• How to complete this task: Only the lines holding "PartialEq" are wanted; find them in the listing and return each one.

• Task data:
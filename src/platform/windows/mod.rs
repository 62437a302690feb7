//! Windows implementation using SendInput.

mod keycodes;
mod simulate;

pub use simulate::WindowsBackend;

/// The backend used by default on Windows.
pub type NativeBackend = WindowsBackend;
//! macOS implementation using Quartz event services.
//!
//! ## Permissions
//!
//! Posting events requires the Accessibility permission (System Settings >
//! Privacy & Security > Accessibility) for the host application. Without it
//! every operation fails with
//! [`Error::PermissionDenied`](crate::Error::PermissionDenied).

mod keycodes;
mod simulate;

pub use simulate::MacBackend;

/// The backend used by default on macOS.
pub type NativeBackend = MacBackend;
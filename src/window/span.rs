//! Cursor yielding a running aggregate over a trailing window.
//!
//! ## Design
//!
//! A `SpanCursor` drives two clones of the source cursor:
//!
//! ```text
//!            tail                 front
//!             v                     v
//! ... k2 k3 [k4 k5 k6 k7 k8 k9 k10 k11] k12 ...
//!            \________ window ________/
//! ```
//!
//! - `front` sits on the current element (the newest in the window)
//! - `tail` sits on the oldest element in the window
//! - `window` mirrors the windowed `(key, value)` pairs so evicted values
//!   can be handed to the aggregate without re-reading the source
//!
//! ## Stepping
//!
//! A forward step moves `front` once, then `tail` once per evicted element,
//! checking that `tail` lands exactly on the next windowed key. A backward
//! step does the mirror image: `tail` admits older elements, `front` drops
//! the newest. Any divergence between the two cursors means the source was
//! reordered underneath the window; every move made so far is undone and
//! [`CursorError::OutOfOrderKey`] is returned.
//!
//! A move returning `Ok(false)` never changes the cursor's position,
//! window, or aggregate.
//!
//! ## Repositioning
//!
//! `move_first`, `move_last` and `move_at` rebuild the window from scratch
//! around the new position. The previous state is snapshotted first and
//! restored on failure.

use std::collections::VecDeque;

use log::{debug, trace, warn};
use sha2::{Digest, Sha256};

use crate::aggregate::{MovingMedian, OnlineAggregate, Statistic, WindowAggregate};
use crate::cursor::{
    ensure_ready, initialize_state, undo_move, CursorState, OrderedCursor, Recyclable,
};
use crate::error::{CursorError, Result};
use crate::types::{AsF64, Lookup, SeriesKey};
use crate::window::{KeyWidthWindow, WindowPolicy};
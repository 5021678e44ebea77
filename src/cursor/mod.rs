//! Cursor contract over sorted key/value sequences.
//!
//! ## Lifecycle
//!
//! ```text
//! Uninitialized --initialize()--> Initialized --move_*()--> Moving
//!        \                              \                      \
//!         +------------------------------+------dispose()-------+--> Disposed
//! ```
//!
//! - Moving before `initialize()` fails with [`CursorError::NotInitialized`]
//! - Moving after `dispose()` fails with [`CursorError::Disposed`]
//! - `current*()` only yields values in the `Moving` state
//!
//! ## Stable false
//!
//! `move_next()` returning `false` leaves the cursor where it was. Calling it
//! again keeps returning `false` until the source grows, at which point the
//! retried move continues from the preserved position.
//!
//! ## Components
//!
//! - [`OrderedCursor`]: the capability every cursor implements
//! - [`SortedSeries`] / [`SeriesCursor`]: in-memory ordered source
//! - [`CursorPool`]: optional lease-based instance reuse

pub mod pool;
pub mod series;

pub use pool::{CursorPool, Lease, Recyclable};
pub use series::{SeriesCursor, SortedSeries};

use log::error;

use crate::error::{CursorError, Result};
use crate::types::Lookup;

/// Lifecycle state of a cursor.
#[derive(Debug, Clone, Copy, PartialEq, Eq, Hash, Default)]
pub enum CursorState {
    /// Created, not yet usable
    #[default]
    Uninitialized,
    /// Ready to move, no current position
    Initialized,
    /// Positioned on an element
    Moving,
    /// Released; every move fails
    Disposed,
}

/// Bidirectional cursor over a sorted key/value sequence.
///
/// Cloning yields an independent cursor at the same position.
pub trait OrderedCursor: Clone {
    type Key: Ord + Clone + std::fmt::Debug;
    type Value: Clone;

    /// Current lifecycle state
    fn state(&self) -> CursorState;

    /// Make the cursor ready to move. No-op when already initialized.
    fn initialize(&mut self) -> Result<()>;

    /// Position on the first element
    fn move_first(&mut self) -> Result<bool>;

    /// Position on the last element
    fn move_last(&mut self) -> Result<bool>;

    /// Advance one position; `Ok(false)` leaves the position unchanged
    fn move_next(&mut self) -> Result<bool>;

    /// Step back one position; `Ok(false)` leaves the position unchanged
    fn move_previous(&mut self) -> Result<bool>;

    /// Position at the element `direction` resolves for `key`.
    ///
    /// On `Ok(false)` the cursor keeps its pre-call position.
    fn move_at(&mut self, key: &Self::Key, direction: Lookup) -> Result<bool>;

    /// Key at the current position
    fn current_key(&self) -> Option<&Self::Key>;

    /// Value at the current position
    fn current_value(&self) -> Option<Self::Value>;

    /// Release the cursor. Disposing twice is a programming error.
    fn dispose(&mut self);

    /// Key/value pair at the current position
    fn current(&self) -> Option<(Self::Key, Self::Value)> {
        let key = self.current_key()?.clone();
        let value = self.current_value()?;
        Some((key, value))
    }

    /// Whether the cursor sits on an element
    #[inline]
    fn is_positioned(&self) -> bool {
        self.state() == CursorState::Moving
    }
}

/// Reject moves on cursors that are not ready.
#[inline]
pub(crate) fn ensure_ready(state: CursorState, operation: &'static str) -> Result<()> {
    match state {
        CursorState::Uninitialized => Err(CursorError::NotInitialized { operation }),
        CursorState::Disposed => Err(CursorError::Disposed { operation }),
        CursorState::Initialized | CursorState::Moving => Ok(()),
    }
}

/// Shared `initialize()` transition.
#[inline]
pub(crate) fn initialize_state(state: &mut CursorState) -> Result<()> {
    match *state {
        CursorState::Uninitialized => {
            *state = CursorState::Initialized;
            Ok(())
        }
        CursorState::Disposed => Err(CursorError::Disposed {
            operation: "initialize",
        }),
        CursorState::Initialized | CursorState::Moving => Ok(()),
    }
}

/// Reverse a single successful move of `cursor`.
///
/// # Arguments
///
/// * `was_forward` - The move being undone was a `move_next()`
///
/// # Errors
///
/// [`CursorError::OutOfOrderKey`] if the reverse step is refused, which
/// means the source changed underneath the composed cursor.
pub(crate) fn undo_move<C: OrderedCursor>(cursor: &mut C, was_forward: bool) -> Result<()> {
    let moved = if was_forward {
        cursor.move_previous()?
    } else {
        cursor.move_next()?
    };
    if moved {
        Ok(())
    } else {
        error!("rollback refused at {:?}", cursor.current_key());
        Err(CursorError::out_of_order(&cursor.current_key()))
    }
}
//! Cursor pairing each element with the one `width` positions earlier.
//!
//! ## Stepping Protocol
//!
//! ```text
//! forward:   primary += step, then lagged += step
//! backward:  lagged  -= step, then primary -= step
//! ```
//!
//! The leading cursor always moves first, so a refused move stops before
//! the two cursors can drift apart. A step is made of `step` single moves;
//! when any of them is refused, every single move already made in that
//! step is undone and the cursor reports `Ok(false)` from where it started.

use log::{debug, trace};

use crate::cursor::{
    ensure_ready, initialize_state, undo_move, CursorState, OrderedCursor, Recyclable,
};
use crate::error::{CursorError, Result};
use crate::types::Lookup;

/// Current element together with the lagged one
#[derive(Debug, Clone, PartialEq)]
pub struct LagValue<K, V> {
    /// Value at the current position
    pub current: V,
    /// Key `width` positions earlier
    pub lagged_key: K,
    /// Value `width` positions earlier
    pub lagged: V,
}

/// Which cursor a reposition places first
#[derive(Debug, Clone, Copy, PartialEq, Eq)]
enum Anchor {
    Primary,
    Lagged,
}

/// Cursor whose value pairs the current element with a lagged one.
///
/// # Example
///
/// ```
/// use window_cursor::cursor::{OrderedCursor, SortedSeries};
/// use window_cursor::window::LagCursor;
///
/// let series: SortedSeries<i64, f64> = (1..=4).map(|k| (k, k as f64)).collect();
/// let mut lag = LagCursor::new(series.cursor(), 2, 1).unwrap();
///
/// assert!(lag.move_next().unwrap());
/// let value = lag.current_value().unwrap();
/// assert_eq!((value.lagged_key, value.lagged, value.current), (1, 1.0, 3.0));
/// ```
#[derive(Debug, Clone)]
pub struct LagCursor<C> {
    primary: C,
    lagged: C,
    width: usize,
    step: usize,
    state: CursorState,
}

impl<C: OrderedCursor> LagCursor<C> {
    /// Create a lag cursor over `cursor`.
    ///
    /// # Arguments
    ///
    /// * `width` - Positions between the current and the lagged element
    /// * `step` - Positions advanced per move
    pub fn new(cursor: C, width: usize, step: usize) -> Result<Self> {
        if width == 0 {
            return Err(CursorError::InvalidWidth("lag width 0".to_string()));
        }
        if step == 0 {
            return Err(CursorError::InvalidWidth("lag step 0".to_string()));
        }
        let state = match cursor.state() {
            CursorState::Uninitialized => CursorState::Uninitialized,
            CursorState::Disposed => return Err(CursorError::Disposed { operation: "new" }),
            CursorState::Initialized | CursorState::Moving => CursorState::Initialized,
        };
        Ok(Self {
            lagged: cursor.clone(),
            primary: cursor,
            width,
            step,
            state,
        })
    }

    /// Elements between the lagged and the current position
    #[inline]
    pub fn width(&self) -> usize {
        self.width
    }

    /// Elements advanced per `move_next` / `move_previous`
    #[inline]
    pub fn step(&self) -> usize {
        self.step
    }

    /// Key of the lagged element
    pub fn lagged_key(&self) -> Option<&C::Key> {
        if self.state != CursorState::Moving {
            return None;
        }
        self.lagged.current_key()
    }

    /// Move `cursor` `count` times, undoing the moves made if one is refused.
    fn move_by(cursor: &mut C, count: usize, forward: bool) -> Result<bool> {
        for done in 0..count {
            let moved = if forward {
                cursor.move_next()
            } else {
                cursor.move_previous()
            };
            match moved {
                Ok(true) => {}
                Ok(false) => {
                    Self::rewind(cursor, done, forward)?;
                    return Ok(false);
                }
                Err(err) => {
                    Self::rewind(cursor, done, forward)?;
                    return Err(err);
                }
            }
        }
        Ok(true)
    }

    fn rewind(cursor: &mut C, count: usize, forward: bool) -> Result<()> {
        for _ in 0..count {
            undo_move(cursor, forward)?;
        }
        Ok(())
    }

    fn step_by(&mut self, forward: bool) -> Result<bool> {
        let step = self.step;
        let (leader, follower) = if forward {
            (&mut self.primary, &mut self.lagged)
        } else {
            (&mut self.lagged, &mut self.primary)
        };

        if !Self::move_by(leader, step, forward)? {
            trace!("lag cursor refused {} step", if forward { "forward" } else { "backward" });
            return Ok(false);
        }
        match Self::move_by(follower, step, forward) {
            Ok(true) => Ok(true),
            Ok(false) => {
                Self::rewind(leader, step, forward)?;
                Ok(false)
            }
            Err(err) => {
                Self::rewind(leader, step, forward)?;
                Err(err)
            }
        }
    }

    fn reposition<F>(&mut self, operation: &'static str, anchor: Anchor, position: F) -> Result<bool>
    where
        F: FnOnce(&mut C) -> Result<bool>,
    {
        ensure_ready(self.state, operation)?;
        let snapshot = self.clone();
        match self.reposition_inner(anchor, position) {
            Ok(true) => {
                debug!(
                    "{} positioned lag cursor at {:?} lagging {:?}",
                    operation,
                    self.primary.current_key(),
                    self.lagged.current_key()
                );
                self.state = CursorState::Moving;
                Ok(true)
            }
            Ok(false) => {
                *self = snapshot;
                Ok(false)
            }
            Err(err) => {
                *self = snapshot;
                Err(err)
            }
        }
    }

    fn reposition_inner<F>(&mut self, anchor: Anchor, position: F) -> Result<bool>
    where
        F: FnOnce(&mut C) -> Result<bool>,
    {
        match anchor {
            Anchor::Primary => {
                if !position(&mut self.primary)? {
                    return Ok(false);
                }
                self.lagged = self.primary.clone();
                Self::move_by(&mut self.lagged, self.width, false)
            }
            Anchor::Lagged => {
                if !position(&mut self.lagged)? {
                    return Ok(false);
                }
                self.primary = self.lagged.clone();
                Self::move_by(&mut self.primary, self.width, true)
            }
        }
    }
}

impl<C: OrderedCursor> OrderedCursor for LagCursor<C> {
    type Key = C::Key;
    type Value = LagValue<C::Key, C::Value>;

    fn state(&self) -> CursorState {
        self.state
    }

    fn initialize(&mut self) -> Result<()> {
        if self.state == CursorState::Uninitialized {
            self.primary.initialize()?;
            self.lagged = self.primary.clone();
        }
        initialize_state(&mut self.state)
    }

    fn move_first(&mut self) -> Result<bool> {
        self.reposition("move_first", Anchor::Lagged, |cursor: &mut C| cursor.move_first())
    }

    fn move_last(&mut self) -> Result<bool> {
        self.reposition("move_last", Anchor::Primary, |cursor: &mut C| cursor.move_last())
    }

    fn move_next(&mut self) -> Result<bool> {
        ensure_ready(self.state, "move_next")?;
        if self.state != CursorState::Moving {
            return self.move_first();
        }
        self.step_by(true)
    }

    fn move_previous(&mut self) -> Result<bool> {
        ensure_ready(self.state, "move_previous")?;
        if self.state != CursorState::Moving {
            return self.move_last();
        }
        self.step_by(false)
    }

    fn move_at(&mut self, key: &C::Key, direction: Lookup) -> Result<bool> {
        self.reposition("move_at", Anchor::Primary, |cursor: &mut C| {
            cursor.move_at(key, direction)
        })
    }

    fn current_key(&self) -> Option<&C::Key> {
        if self.state != CursorState::Moving {
            return None;
        }
        self.primary.current_key()
    }

    fn current_value(&self) -> Option<Self::Value> {
        if self.state != CursorState::Moving {
            return None;
        }
        let (lagged_key, lagged) = self.lagged.current()?;
        Some(LagValue {
            current: self.primary.current_value()?,
            lagged_key,
            lagged,
        })
    }

    fn dispose(&mut self) {
        debug_assert_ne!(self.state, CursorState::Disposed, "cursor disposed twice");
        for cursor in [&mut self.primary, &mut self.lagged] {
            if cursor.state() != CursorState::Disposed {
                cursor.dispose();
            }
        }
        self.state = CursorState::Disposed;
    }
}

impl<C: OrderedCursor + Recyclable> Recyclable for LagCursor<C> {
    fn recycle(&mut self) {
        self.primary.recycle();
        self.lagged = self.primary.clone();
        self.state = CursorState::Uninitialized;
    }
}

// ============================================================================
// Unit Tests
// ============================================================================

#[cfg(test)]
mod tests {
    use super::*;
    use crate::cursor::SortedSeries;

    fn series(keys: &[i64]) -> SortedSeries<i64, f64> {
        keys.iter().map(|&k| (k, k as f64 * 10.0)).collect()
    }

    fn pairs<C: OrderedCursor>(lag: &mut LagCursor<C>, forward: bool) -> Vec<(C::Key, C::Key)> {
        let mut out = Vec::new();
        loop {
            let moved = if forward { lag.move_next() } else { lag.move_previous() };
            if !moved.unwrap() {
                return out;
            }
            out.push((lag.current_key().unwrap().clone(), lag.lagged_key().unwrap().clone()));
        }
    }

    #[test]
    fn test_invalid_parameters() {
        let s = series(&[1, 2]);
        assert!(matches!(LagCursor::new(s.cursor(), 0, 1), Err(CursorError::InvalidWidth(_))));
        assert!(matches!(LagCursor::new(s.cursor(), 1, 0), Err(CursorError::InvalidWidth(_))));

        let lag = LagCursor::new(s.cursor(), 1, 2).unwrap();
        assert_eq!((lag.width(), lag.step()), (1, 2));
    }

    #[test]
    fn test_forward_values() {
        let s = series(&[1, 2, 3, 4, 5, 6]);
        let mut lag = LagCursor::new(s.cursor(), 2, 1).unwrap();

        assert!(lag.move_next().unwrap());
        assert_eq!(
            lag.current(),
            Some((3, LagValue { current: 30.0, lagged_key: 1, lagged: 10.0 }))
        );
        assert_eq!(pairs(&mut lag, true), vec![(4, 2), (5, 3), (6, 4)]);
    }

    #[test]
    fn test_backward_mirrors_forward() {
        let s = series(&[1, 2, 3, 4, 5, 6, 7]);
        let mut lag = LagCursor::new(s.cursor(), 3, 1).unwrap();

        let mut forward = pairs(&mut lag, true);
        let last = lag.current_key().copied();
        let mut backward = pairs(&mut lag, false);
        backward.reverse();

        assert_eq!(last, Some(7));
        forward.pop();
        assert_eq!(forward, backward);
        assert_eq!(lag.current_key(), Some(&4));
    }

    #[test]
    fn test_decimated_steps_roll_back() {
        let s = series(&[1, 2, 3, 4, 5, 6]);
        let mut lag = LagCursor::new(s.cursor(), 2, 2).unwrap();

        assert!(lag.move_first().unwrap());
        assert_eq!(lag.current_key(), Some(&3));
        assert!(lag.move_next().unwrap());
        assert_eq!(lag.current_key(), Some(&5));

        // Only one element left: the partial step is undone
        assert!(!lag.move_next().unwrap());
        assert_eq!(lag.current_key(), Some(&5));
        assert_eq!(lag.lagged_key(), Some(&3));

        assert!(lag.move_previous().unwrap());
        assert_eq!(lag.current_key(), Some(&3));
        assert!(!lag.move_previous().unwrap());
        assert_eq!(lag.lagged_key(), Some(&1));
    }

    #[test]
    fn test_move_at() {
        let s = series(&[10, 20, 30, 40, 50]);
        let mut lag = LagCursor::new(s.cursor(), 2, 1).unwrap();

        assert!(lag.move_at(&45, Lookup::LE).unwrap());
        assert_eq!(lag.current_key(), Some(&40));
        assert_eq!(lag.lagged_key(), Some(&20));

        // Not enough history before 20: position is kept
        assert!(!lag.move_at(&20, Lookup::EQ).unwrap());
        assert_eq!(lag.current_key(), Some(&40));
    }

    #[test]
    fn test_stable_false_then_append() {
        let s = series(&[1, 2]);
        let mut lag = LagCursor::new(s.cursor(), 2, 1).unwrap();

        assert!(!lag.move_next().unwrap());
        assert_eq!(lag.state(), CursorState::Initialized);

        s.append(3, 30.0).unwrap();
        assert!(lag.move_next().unwrap());
        assert_eq!(lag.lagged_key(), Some(&1));
        assert!(!lag.move_next().unwrap());

        s.append(4, 40.0).unwrap();
        assert!(lag.move_next().unwrap());
        assert_eq!(lag.current_key(), Some(&4));
        assert_eq!(lag.lagged_key(), Some(&2));
    }

    #[test]
    fn test_lifecycle() {
        let s = series(&[1, 2, 3]);
        let mut lag = LagCursor::new(s.get_cursor(), 1, 1).unwrap();
        assert_eq!(
            lag.move_last(),
            Err(CursorError::NotInitialized { operation: "move_last" })
        );

        lag.initialize().unwrap();
        assert!(lag.move_last().unwrap());
        lag.dispose();
        assert!(lag.move_next().is_err());
        assert!(lag.current().is_none());

        lag.recycle();
        lag.initialize().unwrap();
        assert!(lag.move_first().unwrap());
        assert_eq!(lag.current_key(), Some(&2));
    }
}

• Answer space:
#[derive(Debug, Clone, Copy, PartialEq, Eq, Hash, Default)]
#[derive(Debug, Clone, PartialEq)]
#[derive(Debug, Clone, Copy, PartialEq, Eq)]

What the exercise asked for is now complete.